Die von der Ebene des Geldes zu den Aktienwerten „verlagerte Inflation“ sieht auch Hubert Strauß vom Institut für Weltwirtschaft in Kiel. Neben den „massiven Kapitalimporten in die USA“ nennt er als Grund für den Börsenboom die „private Geldschöpfung in zweistelliger Höhe“. So nahm das Vermögen der US-Haushalte zwischen 1995 und 1999 um mehr als ein Drittel auf rund 35 Billionen US-Dollar zu. Dieses Phänomen macht Ökonomen und Wirtschaftspolitikern allmählich erhebliche Sorgen.

Weil die US-Geschäftsbanken in der Hoffnung auf hohe Renditen und steigende Kurse dreimal mehr Kredite als noch vor drei Jahren an ihre KundInnen ausliehen, damit diese Aktien kaufen konnten, nimmt auch die Gefahr wirtschaftlicher Probleme zu.

„Es könnte zu einer kumulativen Bewegung nach unten kommen“, befürchtet Wolfgang Schrettl. Sinken die überbewerteten Kurse vieler Unternehmen über längere Zeit ähnlich dramatisch wie beim Einbruch der US-amerikanischen High-Tech-Börse Nasdaq Mitte April, können viele Klein- und Neuaktionäre ihre Kredite nicht zurückzahlen, werden zu Privat-Bankrotteuren und müssen ihre Konsumausgaben einschränken.

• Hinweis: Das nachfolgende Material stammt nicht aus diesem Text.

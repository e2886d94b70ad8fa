//! Engine configuration.
//!
//! Every field has a default, so an empty JSON object or TOML document is a
//! valid configuration.
//!
//! ```rust
//! use umbra::config::{InvertConfig, InversionPolicy};
//!
//! let config = InvertConfig::from_toml(r##"
//!     root_selector = "#app"
//!
//!     [contrast]
//!     min_ratio = 7.0
//!
//!     [policy]
//!     kind = "neutral-only"
//!     saturation_threshold = 0.3
//! "##).unwrap();
//!
//! assert_eq!(config.root_selector, "#app");
//! assert!(matches!(config.policy, InversionPolicy::NeutralOnly { .. }));
//! ```

#[cfg(feature = "native")]
use std::fs;
#[cfg(feature = "native")]
use std::path::Path;

use serde::{Deserialize, Serialize};
use thiserror::Error;

use crate::color::Rgba;
use crate::contrast::ContrastSearch;

/// Storage key used when none is configured.
pub const DEFAULT_STORAGE_KEY: &str = "aiTutorThemeInverted";

/// Root selector used when none is configured.
pub const DEFAULT_ROOT_SELECTOR: &str = "html";

/// Selectors marking regions whose highlight colors change by class toggling.
pub const DEFAULT_DYNAMIC_SELECTORS: [&str; 9] = [
    // current conversation in the sidebar
    ".chat-item.active",
    ".chat-item.is-active",
    ".chat-item.selected",
    ".chat-item.is-selected",
    // radio controls
    ".el-radio.is-checked",
    ".el-radio__input.is-checked",
    ".el-radio-button.is-active",
    // generic active/checked states
    ".is-active",
    ".is-checked",
];

/// Which colors get inverted.
#[derive(Debug, Clone, Copy, PartialEq, Serialize, Deserialize, Default)]
#[serde(tag = "kind", rename_all = "kebab-case")]
pub enum InversionPolicy {
    /// Invert every visible color.
    #[default]
    Lightness,
    /// Invert only near-gray colors and leave saturated accents alone.
    NeutralOnly {
        #[serde(default = "default_saturation_threshold")]
        saturation_threshold: f32,
    },
}

fn default_saturation_threshold() -> f32 {
    0.45
}

impl InversionPolicy {
    /// Neutral-only policy with the default saturation threshold.
    pub fn neutral_only() -> Self {
        InversionPolicy::NeutralOnly {
            saturation_threshold: default_saturation_threshold(),
        }
    }

    /// Returns true if the policy lets `color` be inverted. Alpha is checked
    /// separately.
    pub fn admits(self, color: Rgba) -> bool {
        match self {
            InversionPolicy::Lightness => true,
            InversionPolicy::NeutralOnly {
                saturation_threshold,
            } => color.saturation() <= saturation_threshold,
        }
    }
}

/// Configuration for an [`InversionEngine`](crate::engine::InversionEngine).
#[derive(Debug, Clone, PartialEq, Serialize, Deserialize)]
#[serde(default)]
pub struct InvertConfig {
    /// Selector of the subtree to theme.
    pub root_selector: String,
    /// Key the last choice is persisted under.
    pub storage_key: String,
    /// Contrast correction for text colors.
    pub contrast: ContrastSearch,
    /// Colors at or below this alpha are not worth inverting.
    pub alpha_epsilon: f32,
    /// Backgrounds at or below this alpha are skipped when looking for the
    /// background text sits on.
    pub background_alpha_threshold: f32,
    /// Selectors marking dynamic contexts.
    pub dynamic_selectors: Vec<String>,
    /// Which colors get inverted.
    pub policy: InversionPolicy,
}

impl Default for InvertConfig {
    fn default() -> Self {
        Self {
            root_selector: DEFAULT_ROOT_SELECTOR.to_string(),
            storage_key: DEFAULT_STORAGE_KEY.to_string(),
            contrast: ContrastSearch::default(),
            alpha_epsilon: 0.01,
            background_alpha_threshold: 0.05,
            dynamic_selectors: DEFAULT_DYNAMIC_SELECTORS
                .iter()
                .map(|s| (*s).to_string())
                .collect(),
            policy: InversionPolicy::default(),
        }
    }
}

impl InvertConfig {
    pub fn new() -> Self {
        Self::default()
    }

    /// Sets the root selector. Blank input keeps the current one.
    pub fn with_root_selector(mut self, selector: impl Into<String>) -> Self {
        let selector = selector.into();
        if !selector.trim().is_empty() {
            self.root_selector = selector.trim().to_string();
        }
        self
    }

    /// Sets the storage key. Blank input keeps the current one.
    pub fn with_storage_key(mut self, key: impl Into<String>) -> Self {
        let key = key.into();
        if !key.trim().is_empty() {
            self.storage_key = key.trim().to_string();
        }
        self
    }

    /// Replaces the contrast search parameters.
    pub fn with_contrast(mut self, contrast: ContrastSearch) -> Self {
        self.contrast = contrast;
        self
    }

    /// Replaces the dynamic-context selectors.
    pub fn with_dynamic_selectors<I, S>(mut self, selectors: I) -> Self
    where
        I: IntoIterator<Item = S>,
        S: Into<String>,
    {
        self.dynamic_selectors = selectors.into_iter().map(Into::into).collect();
        self
    }

    /// Replaces the inversion policy.
    pub fn with_policy(mut self, policy: InversionPolicy) -> Self {
        self.policy = policy;
        self
    }

    /// Check that every value is usable.
    ///
    /// # Errors
    /// Returns `ConfigValidationError` naming the first offending field.
    pub fn validate(&self) -> Result<(), ConfigValidationError> {
        if self.root_selector.trim().is_empty() {
            return Err(ConfigValidationError::Empty("root_selector"));
        }
        if self.storage_key.trim().is_empty() {
            return Err(ConfigValidationError::Empty("storage_key"));
        }
        if let Some(bad) = self.dynamic_selectors.iter().find(|s| s.trim().is_empty()) {
            return Err(ConfigValidationError::InvalidSelector(bad.clone()));
        }
        let c = &self.contrast;
        if !(1.0..=21.0).contains(&c.min_ratio) {
            return Err(ConfigValidationError::OutOfRange {
                field: "contrast.min_ratio",
                value: c.min_ratio,
            });
        }
        if !(c.step > 0.0 && c.step <= 1.0) {
            return Err(ConfigValidationError::OutOfRange {
                field: "contrast.step",
                value: c.step,
            });
        }
        if c.max_steps == 0 {
            return Err(ConfigValidationError::OutOfRange {
                field: "contrast.max_steps",
                value: 0.0,
            });
        }
        for (field, value) in [
            ("alpha_epsilon", self.alpha_epsilon),
            ("background_alpha_threshold", self.background_alpha_threshold),
        ] {
            if !(0.0..=1.0).contains(&value) {
                return Err(ConfigValidationError::OutOfRange { field, value });
            }
        }
        if let InversionPolicy::NeutralOnly {
            saturation_threshold,
        } = self.policy
        {
            if !(0.0..=1.0).contains(&saturation_threshold) {
                return Err(ConfigValidationError::OutOfRange {
                    field: "policy.saturation_threshold",
                    value: saturation_threshold,
                });
            }
        }
        Ok(())
    }

    /// Load a configuration from JSON text.
    ///
    /// # Errors
    /// Returns `ConfigError` if JSON parsing or validation fails.
    pub fn from_json(json: &str) -> Result<Self, ConfigError> {
        let config: InvertConfig = serde_json::from_str(json)?;
        config.validate()?;
        Ok(config)
    }

    /// Load a configuration from TOML text.
    ///
    /// # Errors
    /// Returns `ConfigError` if TOML parsing or validation fails.
    pub fn from_toml(toml: &str) -> Result<Self, ConfigError> {
        let config: InvertConfig = toml::from_str(toml)?;
        config.validate()?;
        Ok(config)
    }

    /// Load a configuration from a file (format inferred by extension).
    ///
    /// # Errors
    /// Returns `ConfigError` if reading, parsing, or validation fails.
    ///
    /// # Availability
    /// This method is only available with the `native` feature (not on WASM).
    #[cfg(feature = "native")]
    pub fn from_file(path: impl AsRef<Path>) -> Result<Self, ConfigError> {
        let path = path.as_ref();
        let content = fs::read_to_string(path)?;
        match path.extension().and_then(|e| e.to_str()) {
            Some("json") => Self::from_json(&content),
            Some("toml") => Self::from_toml(&content),
            Some(ext) => Err(ConfigError::UnsupportedFormat(ext.into())),
            None => Err(ConfigError::UnsupportedFormat("unknown".into())),
        }
    }

    /// Serialize this configuration to JSON.
    ///
    /// # Errors
    /// Returns `serde_json::Error` if serialization fails.
    pub fn to_json(&self) -> Result<String, serde_json::Error> {
        serde_json::to_string_pretty(self)
    }
}

/// A configuration value that cannot be used.
#[derive(Error, Debug, Clone, PartialEq)]
pub enum ConfigValidationError {
    #[error("{0} must not be empty")]
    Empty(&'static str),
    #[error("invalid dynamic selector {0:?}")]
    InvalidSelector(String),
    #[error("{field} out of range: {value}")]
    OutOfRange { field: &'static str, value: f32 },
}

/// Error loading a configuration.
#[derive(Error, Debug)]
pub enum ConfigError {
    #[error("JSON error: {0}")]
    Json(#[from] serde_json::Error),
    #[error("TOML error: {0}")]
    Toml(#[from] toml::de::Error),
    #[error("IO error: {0}")]
    Io(#[from] std::io::Error),
    #[error("Unsupported format: {0}")]
    UnsupportedFormat(String),
    #[error("Validation error: {0}")]
    Validation(#[from] ConfigValidationError),
}

#[cfg(test)]
mod tests {
    use super::*;

    #[test]
    fn test_defaults_are_valid() {
        let config = InvertConfig::default();
        assert!(config.validate().is_ok());
        assert_eq!(config.storage_key, DEFAULT_STORAGE_KEY);
        assert_eq!(config.root_selector, "html");
        assert_eq!(config.contrast.max_steps, 20);
        assert_eq!(config.dynamic_selectors.len(), 9);
    }

    #[test]
    fn test_empty_json_uses_defaults() {
        let config = InvertConfig::from_json("{}").expect("empty object");
        assert_eq!(config, InvertConfig::default());
    }

    #[test]
    fn test_json_partial_override() {
        let config = InvertConfig::from_json(
            r#"{"storage_key":"k","contrast":{"step":0.05},"policy":{"kind":"neutral-only"}}"#,
        )
        .expect("parse");
        assert_eq!(config.storage_key, "k");
        assert!((config.contrast.step - 0.05).abs() < f32::EPSILON);
        assert_eq!(config.contrast.max_steps, 20);
        assert_eq!(config.policy, InversionPolicy::neutral_only());
    }

    #[test]
    fn test_validation_rejects_bad_values() {
        let bad_ratio = InvertConfig::default().with_contrast(ContrastSearch {
            min_ratio: 0.5,
            ..ContrastSearch::default()
        });
        assert!(matches!(
            bad_ratio.validate(),
            Err(ConfigValidationError::OutOfRange {
                field: "contrast.min_ratio",
                ..
            })
        ));

        let bad_selector = InvertConfig::default().with_dynamic_selectors(["  "]);
        assert!(matches!(
            bad_selector.validate(),
            Err(ConfigValidationError::InvalidSelector(_))
        ));

        let err = InvertConfig::from_json(r#"{"alpha_epsilon": 3.0}"#).unwrap_err();
        assert!(matches!(err, ConfigError::Validation(_)));
    }

    #[test]
    fn test_blank_builders_keep_defaults() {
        let config = InvertConfig::new()
            .with_root_selector("   ")
            .with_storage_key("");
        assert_eq!(config.root_selector, DEFAULT_ROOT_SELECTOR);
        assert_eq!(config.storage_key, DEFAULT_STORAGE_KEY);

        let config = InvertConfig::new().with_storage_key("  custom ");
        assert_eq!(config.storage_key, "custom");
    }

    #[test]
    fn test_policy_admits() {
        let gray = Rgba::rgb(200, 200, 200);
        let blue = Rgba::rgb(0, 90, 255);
        assert!(InversionPolicy::Lightness.admits(blue));
        assert!(InversionPolicy::neutral_only().admits(gray));
        assert!(!InversionPolicy::neutral_only().admits(blue));
    }

    #[test]
    fn test_json_round_trip() {
        let config = InvertConfig::default().with_policy(InversionPolicy::neutral_only());
        let json = config.to_json().expect("serialize");
        assert_eq!(InvertConfig::from_json(&json).expect("parse"), config);
    }

    #[cfg(feature = "native")]
    #[test]
    fn test_from_file_by_extension() {
        let dir = tempfile::tempdir().expect("tempdir");
        let toml_path = dir.path().join("umbra.toml");
        std::fs::write(&toml_path, "storage_key = \"from-file\"\n").expect("write");
        let config = InvertConfig::from_file(&toml_path).expect("load toml");
        assert_eq!(config.storage_key, "from-file");

        let yaml_path = dir.path().join("umbra.yaml");
        std::fs::write(&yaml_path, "storage_key: x\n").expect("write");
        assert!(matches!(
            InvertConfig::from_file(&yaml_path),
            Err(ConfigError::UnsupportedFormat(_))
        ));
    }
}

Beim Börsencrash 1987 hielten sich die gesamtwirtschaftlichen Auswirkungen noch halbwegs in Grenzen, weil erst ein Viertel der US-Haushalte Aktien besaß. Heute sind es dagegen etwa die Hälfte. Treten 50 Prozent der US-Bevölkerung auf die Ausgabenbremse, könnte das in eine scharfe Rezession führen – denn die Unternehmen würden den Abwärtssog verstärken, indem sie ihre Investitionen kürzen.

Bei der verlagerten Inflation und ihren möglichen ökonomischen Folgen handelt es sich um das Ergebnis eines klassischen Zielkonfliktes. FED-Präsident Alan Greenspan versorgte die US-Ökonomie in den vergangenen Jahren mit frischem Geld und legte damit eine Basis für die lang anhaltende Konjunktur. Nun erhöht er allmählich wieder die Leitzinsen, weil die Inflation wieder in den Vordergrund tritt – nicht nur bei den steigenden Verbraucherpreise, sondern auch bei den überhitzten Börsenkursen.

Die Versorgung mit Zentralbankgeld stellt freilich nur einen Aspekt dar. Größere Mengen des Geldes, das den Börsenboom speiste, stammte von Pensionsfonds, die in den USA vielfach per Aktiengeschäfte die Rentenzahlungen organisieren. Diese Fonds verfügen heute mit rund zehn Billionen US-Dollar über fast die doppelte Summe wie fünf Jahre zuvor. Eine dritte Quelle findet sich bei den Unternehmen, die während der konservativen Ära erhebliche Gewinne einfuhren, von denen nur ein Teil in Investition und Produktion floss. Bei deutschen Betrieben etwa reduzierte sich von 1971 bis 1996 der Anteil der Sachanlagen an der Bilanz von 36,3 auf 24,3 Prozent. Im selben Zeitraum stieg der Anteil von Wertpapieren und Beteiligungen von 6 auf über 14 Prozent.